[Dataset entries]
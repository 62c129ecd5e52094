// Module-specific lints configuration
#![allow(clippy::uninlined_format_args)]

use anyhow::{anyhow, Context, Result};
use clap::{Args, CommandFactory, Parser, Subcommand, ValueEnum};
use clap_complete::{generate, Shell};
use log::{info, warn, Level, LevelFilter, Log, Metadata, Record, SetLoggerError};
use std::io::Write;
use std::path::{Path, PathBuf};

use linewise::app_config::{self, Config};
use linewise::app_controller::Controller;
use linewise::translation::JobOutcome;

/// CLI Wrapper for LogLevel to implement ValueEnum
#[derive(Debug, Clone, ValueEnum)]
enum CliLogLevel {
    Error,
    Warn,
    Info,
    Debug,
    Trace,
}

impl From<CliLogLevel> for app_config::LogLevel {
    fn from(cli_level: CliLogLevel) -> Self {
        match cli_level {
            CliLogLevel::Error => app_config::LogLevel::Error,
            CliLogLevel::Warn => app_config::LogLevel::Warn,
            CliLogLevel::Info => app_config::LogLevel::Info,
            CliLogLevel::Debug => app_config::LogLevel::Debug,
            CliLogLevel::Trace => app_config::LogLevel::Trace,
        }
    }
}

#[derive(Subcommand, Debug)]
enum Commands {
    /// Translate a text file line by line (default command)
    Translate(TranslateArgs),

    /// Send one tiny request to check endpoint, API key and model
    TestConnection(ConfigArgs),

    /// Generate shell completions for linewise
    Completions {
        /// Shell to generate completions for
        #[arg(value_enum)]
        shell: Shell,
    },
}

/// Options that select and override the configuration
#[derive(Args, Debug, Clone)]
struct ConfigArgs {
    /// Configuration file path
    #[arg(short, long, default_value = "conf.json")]
    config_path: String,

    /// API key (overrides the configuration file)
    #[arg(long, env = "LINEWISE_API_KEY", hide_env_values = true)]
    api_key: Option<String>,

    /// Base URL of the OpenAI-compatible endpoint
    #[arg(long)]
    endpoint: Option<String>,

    /// Model name to use for translation
    #[arg(short, long)]
    model: Option<String>,

    /// Set logging level
    #[arg(short, long, value_enum)]
    log_level: Option<CliLogLevel>,
}

/// Options of a translation run
#[derive(Args, Debug, Clone)]
struct TranslateOptions {
    /// Directory for the report (defaults to the input file's directory)
    #[arg(short, long)]
    output_dir: Option<PathBuf>,

    /// Force overwrite of an existing report
    #[arg(short, long)]
    force_overwrite: bool,

    /// Source language code (e.g., 'en', 'es', or 'auto')
    #[arg(short, long)]
    source_language: Option<String>,

    /// Target language code (e.g., 'zh', 'fr')
    #[arg(short, long)]
    target_language: Option<String>,

    /// Lines per batch request
    #[arg(short, long)]
    batch_size: Option<usize>,

    /// Maximum batch requests in flight
    #[arg(short = 'j', long)]
    max_concurrent: Option<usize>,

    #[command(flatten)]
    config: ConfigArgs,
}

#[derive(Args, Debug)]
struct TranslateArgs {
    /// Text file to translate
    #[arg(value_name = "INPUT_FILE")]
    input_file: PathBuf,

    #[command(flatten)]
    options: TranslateOptions,
}

/// linewise - line-by-line file translation with chat-completion models
#[derive(Parser, Debug)]
#[command(name = "linewise")]
#[command(version)]
#[command(about = "Batch line-by-line file translation through chat-completion APIs")]
#[command(long_about = "linewise translates a text file line by line through any OpenAI-compatible
chat-completion endpoint. Lines are sent in batches, failures fall back to
line-by-line requests, and the result is written as a report next to the input.

EXAMPLES:
    linewise notes.txt                          # Translate using default config
    linewise -s en -t fr notes.txt              # Translate from English to French
    linewise -f -o out/ notes.txt               # Overwrite an existing report in out/
    linewise test-connection                    # Check endpoint, key and model
    linewise completions bash > linewise.bash   # Generate bash completions

CONFIGURATION:
    Configuration is stored in conf.json by default. You can specify a different
    config file with --config-path. If the config file doesn't exist, a default one
    will be created automatically. The API key may also come from LINEWISE_API_KEY.")]
struct CommandLineOptions {
    #[command(subcommand)]
    command: Option<Commands>,

    /// Text file to translate
    #[arg(value_name = "INPUT_FILE")]
    input_file: Option<PathBuf>,

    #[command(flatten)]
    options: TranslateOptions,
}

// @struct: Custom logger implementation
struct CustomLogger {
    level: LevelFilter,
}

impl CustomLogger {
    // @creates: New logger with specified level
    fn new(level: LevelFilter) -> Self {
        CustomLogger { level }
    }

    // @initializes: Global logger
    fn init(level: LevelFilter) -> Result<(), SetLoggerError> {
        let logger = Box::new(CustomLogger::new(level));
        log::set_boxed_logger(logger)?;
        log::set_max_level(level);
        Ok(())
    }

    // @returns: Tag and ANSI color for a log level
    fn style_for_level(level: Level) -> (&'static str, &'static str) {
        match level {
            Level::Error => ("ERROR", "\x1B[1;31m"),
            Level::Warn => ("WARN ", "\x1B[1;33m"),
            Level::Info => ("INFO ", "\x1B[1;32m"),
            Level::Debug => ("DEBUG", "\x1B[1;36m"),
            Level::Trace => ("TRACE", "\x1B[1;35m"),
        }
    }
}

impl Log for CustomLogger {
    fn enabled(&self, metadata: &Metadata) -> bool {
        metadata.level() <= self.level
    }

    fn log(&self, record: &Record) {
        if self.enabled(record.metadata()) {
            let now = chrono::Local::now().format("%H:%M:%S.%3f");
            let (tag, color) = Self::style_for_level(record.level());
            let _ = writeln!(std::io::stderr(), "{}{} {} {}\x1B[0m", color, now, tag, record.args());
        }
    }

    fn flush(&self) {
        let _ = std::io::stderr().flush();
    }
}

#[tokio::main]
async fn main() -> Result<()> {
    // Accept everything here; the effective level is set once the config is known
    CustomLogger::init(LevelFilter::Trace)?;
    log::set_max_level(LevelFilter::Info);

    let cli = CommandLineOptions::parse();

    match cli.command {
        Some(Commands::Completions { shell }) => {
            let mut cmd = CommandLineOptions::command();
            generate(shell, &mut cmd, "linewise", &mut std::io::stdout());
            Ok(())
        }
        Some(Commands::TestConnection(args)) => {
            let config = load_config(&args, |_| {})?;
            let controller = Controller::with_config(config)?;
            controller.test_connection().await.context("Connection test failed")?;
            Ok(())
        }
        Some(Commands::Translate(args)) => run_translate(args).await,
        None => {
            // Default behavior - a bare path means "translate"
            let input_file = cli.input_file.ok_or_else(|| {
                anyhow!("INPUT_FILE is required when no subcommand is specified")
            })?;
            run_translate(TranslateArgs {
                input_file,
                options: cli.options,
            })
            .await
        }
    }
}

/// Load the configuration file, apply CLI overrides and validate
fn load_config(args: &ConfigArgs, extra: impl FnOnce(&mut Config)) -> Result<Config> {
    if let Some(level) = &args.log_level {
        let level: app_config::LogLevel = level.clone().into();
        log::set_max_level(level.to_level_filter());
    }

    let (mut config, created) = Config::load_or_create(&args.config_path)?;
    if created {
        warn!("Config file not found at '{}', created a default one.", args.config_path);
    }

    if let Some(api_key) = &args.api_key {
        config.api.api_key = api_key.clone();
    }
    if let Some(endpoint) = &args.endpoint {
        config.api.endpoint = endpoint.clone();
    }
    if let Some(model) = &args.model {
        config.api.model = model.clone();
    }
    if let Some(level) = &args.log_level {
        config.log_level = level.clone().into();
    }
    extra(&mut config);

    config.validate().context("Configuration validation failed")?;

    // Config file level applies unless the command line set one
    if args.log_level.is_none() {
        log::set_max_level(config.log_level.to_level_filter());
    }

    Ok(config)
}

async fn run_translate(args: TranslateArgs) -> Result<()> {
    let options = args.options;
    let config = load_config(&options.config, |config| {
        if let Some(source) = &options.source_language {
            config.source_language = source.clone();
        }
        if let Some(target) = &options.target_language {
            config.target_language = target.clone();
        }
        if let Some(batch_size) = options.batch_size {
            config.batch.batch_size = batch_size;
        }
        if let Some(max_concurrent) = options.max_concurrent {
            config.batch.max_concurrent = max_concurrent;
        }
    })?;

    let output_dir = options.output_dir.clone().unwrap_or_else(|| {
        args.input_file
            .parent()
            .filter(|parent| !parent.as_os_str().is_empty())
            .unwrap_or(Path::new("."))
            .to_path_buf()
    });

    let controller = Controller::with_config(config)?;
    match controller.run(args.input_file, output_dir, options.force_overwrite).await? {
        Some(JobOutcome::Completed(summary)) => {
            if let Some(path) = summary.export_path {
                info!("Success: {}", path.display());
            }
            Ok(())
        }
        Some(JobOutcome::Cancelled(_)) => Err(anyhow!("Translation cancelled")),
        None => Ok(()),
    }
}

Exercise:
Display each line of the data where "JobOutcome" occurs.

Result:
use linewise::translation::JobOutcome;
        Some(JobOutcome::Completed(summary)) => {
        Some(JobOutcome::Cancelled(_)) => Err(anyhow!("Translation cancelled")),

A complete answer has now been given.